## Assignment
Your answer must be every line of the data below that holds the string "CardFields", copied exactly.

## Data shown
● ● ● ●
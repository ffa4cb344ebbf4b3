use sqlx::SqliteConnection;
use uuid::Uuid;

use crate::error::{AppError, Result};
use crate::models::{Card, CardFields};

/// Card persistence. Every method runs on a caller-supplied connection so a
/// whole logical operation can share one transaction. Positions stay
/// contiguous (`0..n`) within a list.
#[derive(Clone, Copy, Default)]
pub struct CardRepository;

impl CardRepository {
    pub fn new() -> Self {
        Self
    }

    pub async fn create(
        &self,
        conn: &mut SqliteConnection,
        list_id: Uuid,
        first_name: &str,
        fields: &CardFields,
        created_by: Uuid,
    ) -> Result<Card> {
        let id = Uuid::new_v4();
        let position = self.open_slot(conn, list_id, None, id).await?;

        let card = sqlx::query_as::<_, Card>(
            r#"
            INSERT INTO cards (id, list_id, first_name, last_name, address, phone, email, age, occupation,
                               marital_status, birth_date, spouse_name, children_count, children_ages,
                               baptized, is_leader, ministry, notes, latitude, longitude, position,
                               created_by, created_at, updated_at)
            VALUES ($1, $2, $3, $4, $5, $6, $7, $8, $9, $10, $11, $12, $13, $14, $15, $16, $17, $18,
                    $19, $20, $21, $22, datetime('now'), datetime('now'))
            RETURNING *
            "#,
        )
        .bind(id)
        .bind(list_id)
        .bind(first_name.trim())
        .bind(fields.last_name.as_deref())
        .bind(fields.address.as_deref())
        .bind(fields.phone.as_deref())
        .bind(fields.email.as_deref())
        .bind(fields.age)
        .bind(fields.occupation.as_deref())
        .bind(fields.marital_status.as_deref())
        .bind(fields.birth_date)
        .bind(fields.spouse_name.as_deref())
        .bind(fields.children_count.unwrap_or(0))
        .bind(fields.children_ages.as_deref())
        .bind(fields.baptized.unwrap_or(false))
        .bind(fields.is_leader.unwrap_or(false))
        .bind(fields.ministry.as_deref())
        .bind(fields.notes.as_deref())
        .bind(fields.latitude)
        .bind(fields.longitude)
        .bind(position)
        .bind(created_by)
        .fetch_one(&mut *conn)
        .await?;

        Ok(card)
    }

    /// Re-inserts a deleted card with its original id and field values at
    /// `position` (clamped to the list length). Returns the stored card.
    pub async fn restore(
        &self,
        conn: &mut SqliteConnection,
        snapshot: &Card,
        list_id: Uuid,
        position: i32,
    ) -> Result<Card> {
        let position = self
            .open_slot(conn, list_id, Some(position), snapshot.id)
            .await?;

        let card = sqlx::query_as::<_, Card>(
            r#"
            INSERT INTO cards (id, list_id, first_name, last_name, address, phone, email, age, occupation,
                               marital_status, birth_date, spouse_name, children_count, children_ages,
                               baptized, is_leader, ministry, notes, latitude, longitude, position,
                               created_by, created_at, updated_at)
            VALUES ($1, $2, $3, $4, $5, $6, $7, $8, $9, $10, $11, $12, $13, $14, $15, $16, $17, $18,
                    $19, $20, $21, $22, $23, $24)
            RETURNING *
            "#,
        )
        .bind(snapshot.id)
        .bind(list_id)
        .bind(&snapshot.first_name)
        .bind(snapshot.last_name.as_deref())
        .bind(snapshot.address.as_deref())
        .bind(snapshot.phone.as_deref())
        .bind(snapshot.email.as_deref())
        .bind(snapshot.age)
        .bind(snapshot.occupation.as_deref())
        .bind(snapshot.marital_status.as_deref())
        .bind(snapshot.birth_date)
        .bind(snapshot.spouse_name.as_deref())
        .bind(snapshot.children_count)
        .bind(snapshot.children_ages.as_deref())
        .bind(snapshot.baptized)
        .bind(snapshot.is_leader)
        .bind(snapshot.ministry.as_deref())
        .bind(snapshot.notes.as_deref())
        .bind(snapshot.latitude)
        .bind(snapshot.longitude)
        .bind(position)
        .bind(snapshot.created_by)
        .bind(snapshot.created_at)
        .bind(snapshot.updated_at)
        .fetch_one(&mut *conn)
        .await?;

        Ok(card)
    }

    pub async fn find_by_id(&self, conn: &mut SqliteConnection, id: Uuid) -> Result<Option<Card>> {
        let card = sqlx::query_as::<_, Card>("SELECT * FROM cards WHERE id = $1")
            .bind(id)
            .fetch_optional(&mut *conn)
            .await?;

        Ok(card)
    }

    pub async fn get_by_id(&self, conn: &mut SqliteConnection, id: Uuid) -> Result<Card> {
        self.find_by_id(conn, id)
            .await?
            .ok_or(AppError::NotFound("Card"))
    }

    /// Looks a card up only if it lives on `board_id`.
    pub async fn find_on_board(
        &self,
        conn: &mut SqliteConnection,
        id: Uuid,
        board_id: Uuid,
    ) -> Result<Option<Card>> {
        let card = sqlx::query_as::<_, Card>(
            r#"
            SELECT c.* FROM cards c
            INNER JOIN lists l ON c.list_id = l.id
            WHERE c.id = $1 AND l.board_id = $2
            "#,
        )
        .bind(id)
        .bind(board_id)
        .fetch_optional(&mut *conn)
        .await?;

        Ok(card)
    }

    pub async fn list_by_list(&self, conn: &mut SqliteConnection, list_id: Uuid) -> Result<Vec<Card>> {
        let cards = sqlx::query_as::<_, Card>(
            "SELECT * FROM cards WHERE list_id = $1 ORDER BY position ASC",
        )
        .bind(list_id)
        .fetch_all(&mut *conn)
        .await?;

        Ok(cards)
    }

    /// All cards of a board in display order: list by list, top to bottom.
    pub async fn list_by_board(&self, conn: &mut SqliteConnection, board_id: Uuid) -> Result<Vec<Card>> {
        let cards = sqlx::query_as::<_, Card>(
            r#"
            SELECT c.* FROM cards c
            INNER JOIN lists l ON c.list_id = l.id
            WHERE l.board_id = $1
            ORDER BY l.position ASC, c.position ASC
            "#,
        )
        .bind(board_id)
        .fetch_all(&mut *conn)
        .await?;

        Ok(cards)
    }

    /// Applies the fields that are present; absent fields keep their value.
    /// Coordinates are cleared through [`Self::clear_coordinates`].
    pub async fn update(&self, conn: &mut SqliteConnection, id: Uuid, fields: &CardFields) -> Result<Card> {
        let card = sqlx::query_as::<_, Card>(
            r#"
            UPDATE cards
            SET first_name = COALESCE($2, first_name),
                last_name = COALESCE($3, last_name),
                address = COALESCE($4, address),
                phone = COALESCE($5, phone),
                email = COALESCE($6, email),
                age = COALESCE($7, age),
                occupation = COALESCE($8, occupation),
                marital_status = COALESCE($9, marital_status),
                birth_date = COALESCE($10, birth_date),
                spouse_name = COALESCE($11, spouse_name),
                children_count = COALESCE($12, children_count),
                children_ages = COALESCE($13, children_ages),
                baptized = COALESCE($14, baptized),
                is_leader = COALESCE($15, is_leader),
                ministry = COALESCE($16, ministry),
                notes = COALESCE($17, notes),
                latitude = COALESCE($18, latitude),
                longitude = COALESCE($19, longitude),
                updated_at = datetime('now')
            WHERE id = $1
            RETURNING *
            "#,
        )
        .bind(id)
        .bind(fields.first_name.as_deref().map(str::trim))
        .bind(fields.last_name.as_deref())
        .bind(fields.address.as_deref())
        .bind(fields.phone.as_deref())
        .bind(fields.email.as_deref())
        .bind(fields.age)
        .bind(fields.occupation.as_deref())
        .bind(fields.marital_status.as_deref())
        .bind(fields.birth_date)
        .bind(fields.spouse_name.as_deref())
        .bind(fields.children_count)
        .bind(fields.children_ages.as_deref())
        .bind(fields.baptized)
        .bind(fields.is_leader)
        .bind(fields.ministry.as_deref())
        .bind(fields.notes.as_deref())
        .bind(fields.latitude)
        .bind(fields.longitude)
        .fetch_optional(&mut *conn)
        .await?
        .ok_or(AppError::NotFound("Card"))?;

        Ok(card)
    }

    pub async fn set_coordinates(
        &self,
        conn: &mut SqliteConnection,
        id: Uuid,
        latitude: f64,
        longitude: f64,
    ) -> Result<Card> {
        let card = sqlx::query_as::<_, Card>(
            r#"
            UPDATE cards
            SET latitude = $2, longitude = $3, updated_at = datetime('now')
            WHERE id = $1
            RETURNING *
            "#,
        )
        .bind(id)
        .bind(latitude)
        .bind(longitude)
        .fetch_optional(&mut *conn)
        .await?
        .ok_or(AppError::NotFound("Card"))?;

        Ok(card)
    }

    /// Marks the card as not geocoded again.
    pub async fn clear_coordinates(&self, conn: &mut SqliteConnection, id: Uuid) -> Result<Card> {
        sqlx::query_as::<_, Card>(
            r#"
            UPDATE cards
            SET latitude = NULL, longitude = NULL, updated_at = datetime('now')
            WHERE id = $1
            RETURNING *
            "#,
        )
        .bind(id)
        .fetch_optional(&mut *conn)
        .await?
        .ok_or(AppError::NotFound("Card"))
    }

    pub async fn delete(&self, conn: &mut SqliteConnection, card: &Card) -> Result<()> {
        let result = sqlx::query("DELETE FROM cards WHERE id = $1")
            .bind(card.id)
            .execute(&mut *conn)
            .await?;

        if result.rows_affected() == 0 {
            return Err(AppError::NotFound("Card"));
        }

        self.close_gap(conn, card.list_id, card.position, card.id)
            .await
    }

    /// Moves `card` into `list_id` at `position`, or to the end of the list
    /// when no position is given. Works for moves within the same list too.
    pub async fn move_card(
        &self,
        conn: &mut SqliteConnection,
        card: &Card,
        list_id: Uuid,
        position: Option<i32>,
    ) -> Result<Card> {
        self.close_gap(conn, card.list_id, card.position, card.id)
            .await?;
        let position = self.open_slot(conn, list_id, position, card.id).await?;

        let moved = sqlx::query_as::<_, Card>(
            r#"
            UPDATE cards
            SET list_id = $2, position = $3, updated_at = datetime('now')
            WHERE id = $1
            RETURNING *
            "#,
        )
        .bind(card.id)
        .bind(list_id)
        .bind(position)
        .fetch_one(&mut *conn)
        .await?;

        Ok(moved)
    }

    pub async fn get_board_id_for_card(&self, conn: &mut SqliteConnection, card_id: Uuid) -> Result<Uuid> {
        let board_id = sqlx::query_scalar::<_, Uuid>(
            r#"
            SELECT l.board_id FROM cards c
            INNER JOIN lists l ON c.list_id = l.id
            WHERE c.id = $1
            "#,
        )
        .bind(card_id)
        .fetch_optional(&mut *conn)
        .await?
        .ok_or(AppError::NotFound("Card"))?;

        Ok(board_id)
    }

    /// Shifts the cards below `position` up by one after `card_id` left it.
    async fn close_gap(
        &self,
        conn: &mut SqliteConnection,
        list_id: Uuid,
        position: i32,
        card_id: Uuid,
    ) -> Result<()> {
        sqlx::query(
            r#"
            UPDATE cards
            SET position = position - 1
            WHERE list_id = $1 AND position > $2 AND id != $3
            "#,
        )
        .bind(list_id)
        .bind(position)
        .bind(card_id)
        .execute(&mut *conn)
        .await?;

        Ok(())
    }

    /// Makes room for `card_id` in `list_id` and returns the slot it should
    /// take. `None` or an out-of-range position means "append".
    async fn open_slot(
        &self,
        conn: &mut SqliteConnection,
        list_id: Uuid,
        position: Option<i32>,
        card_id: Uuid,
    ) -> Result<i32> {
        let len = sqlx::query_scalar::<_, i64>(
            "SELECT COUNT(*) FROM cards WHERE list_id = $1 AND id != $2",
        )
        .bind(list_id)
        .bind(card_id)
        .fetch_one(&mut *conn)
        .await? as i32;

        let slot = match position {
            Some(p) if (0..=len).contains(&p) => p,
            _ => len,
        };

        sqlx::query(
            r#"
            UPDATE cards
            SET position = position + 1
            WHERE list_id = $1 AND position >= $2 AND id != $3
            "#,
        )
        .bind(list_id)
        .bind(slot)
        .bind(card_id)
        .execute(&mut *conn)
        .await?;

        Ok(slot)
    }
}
● ● ● ●
## Response to this exercise
use crate::models::{Card, CardFields};
        fields: &CardFields,
    pub async fn update(&self, conn: &mut SqliteConnection, id: Uuid, fields: &CardFields) -> Result<Card> {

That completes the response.